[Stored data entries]
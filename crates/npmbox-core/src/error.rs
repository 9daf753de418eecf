use std::path::PathBuf;
use thiserror::Error;

/// Error type for npmbox operations.
///
/// The `Install`/`Rebuild` variants carry the hint text callers are meant to
/// see verbatim; everything npm wrote to stderr is embedded in the message
/// rather than attached as a source, because stderr is the only diagnostic
/// npm reliably produces.
#[derive(Error, Debug)]
pub enum Error {
    #[error("IO error: {0}")]
    Io(#[from] std::io::Error),

    #[error("{path} is not relative to project root {root}")]
    NotRelative { path: PathBuf, root: PathBuf },

    /// npm failed and this is what it wrote to stderr (possibly empty).
    #[error("{stderr}")]
    Npm { stderr: String },

    #[error(
        "Error installing package. \n{stderr}\nTry running again with NPMBOX_DEBUG=info to see more output."
    )]
    Install { stderr: String },

    #[error(
        "Error rebuilding packages. \n{stderr}\nTry running again with NPMBOX_DEBUG=info to see more output."
    )]
    Rebuild { stderr: String },

    /// A streamed invocation exited non-zero; its output went to the caller's
    /// stdio, so no stderr text is available. Code is `-1` for signal death.
    #[error("npm exited with code {code}")]
    Exit { code: i32 },
}
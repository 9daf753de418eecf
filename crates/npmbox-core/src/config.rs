use std::path::{Path, PathBuf};

/// Environment variable that enables debug mode and supplies the npm
/// `--loglevel` value (e.g. `NPMBOX_DEBUG=info`).
pub const DEBUG_ENV: &str = "NPMBOX_DEBUG";

/// Locations and registry settings for one npm installation.
///
/// All four values are supplied by an external locator; nothing here walks
/// the filesystem or consults `PATH`. An `NpmConfig` is plain data and can be
/// cloned freely, so parallel test instances can each point at their own
/// project root.
#[derive(Debug, Clone)]
pub struct NpmConfig {
    /// Project root: the working directory for every npm invocation and the
    /// base against which the node/npm paths are relativized.
    pub root_path: PathBuf,

    /// Path to the node executable used to launch npm.
    pub node_path: PathBuf,

    /// Path to the npm CLI script (`npm-cli.js` or equivalent).
    pub npm_path: PathBuf,

    /// Registry URL forced on every invocation via `npm_config_registry`.
    pub registry: String,
}

impl NpmConfig {
    /// Create a config from its four parts.
    #[must_use]
    pub fn new(
        root_path: impl Into<PathBuf>,
        node_path: impl Into<PathBuf>,
        npm_path: impl Into<PathBuf>,
        registry: impl Into<String>,
    ) -> Self {
        Self {
            root_path: root_path.into(),
            node_path: node_path.into(),
            npm_path: npm_path.into(),
            registry: registry.into(),
        }
    }

    /// The private cache directory handed to npm via `npm_config_cache`.
    #[must_use]
    pub fn cache_dir(&self) -> PathBuf {
        self.root_path.join(".npm-cache")
    }

    /// Where npm materializes installed packages.
    #[must_use]
    pub fn node_modules_dir(&self) -> PathBuf {
        self.root_path.join("node_modules")
    }

    /// The lockfile npm writes next to `package.json`.
    #[must_use]
    pub fn package_lock(&self) -> PathBuf {
        self.root_path.join("package-lock.json")
    }

    /// Directory containing the node executable, prepended to `PATH` so npm
    /// lifecycle scripts resolve the same node.
    #[must_use]
    pub fn node_dir(&self) -> &Path {
        self.node_path.parent().unwrap_or_else(|| Path::new(""))
    }
}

### What you will do
Exact copies of the lines from the one holding "Directory containing the" through the last line above, and only those, make up the answer.

### Response
    /// Directory containing the node executable, prepended to `PATH` so npm
    /// lifecycle scripts resolve the same node.
    #[must_use]
    pub fn node_dir(&self) -> &Path {
        self.node_path.parent().unwrap_or_else(|| Path::new(""))
    }
}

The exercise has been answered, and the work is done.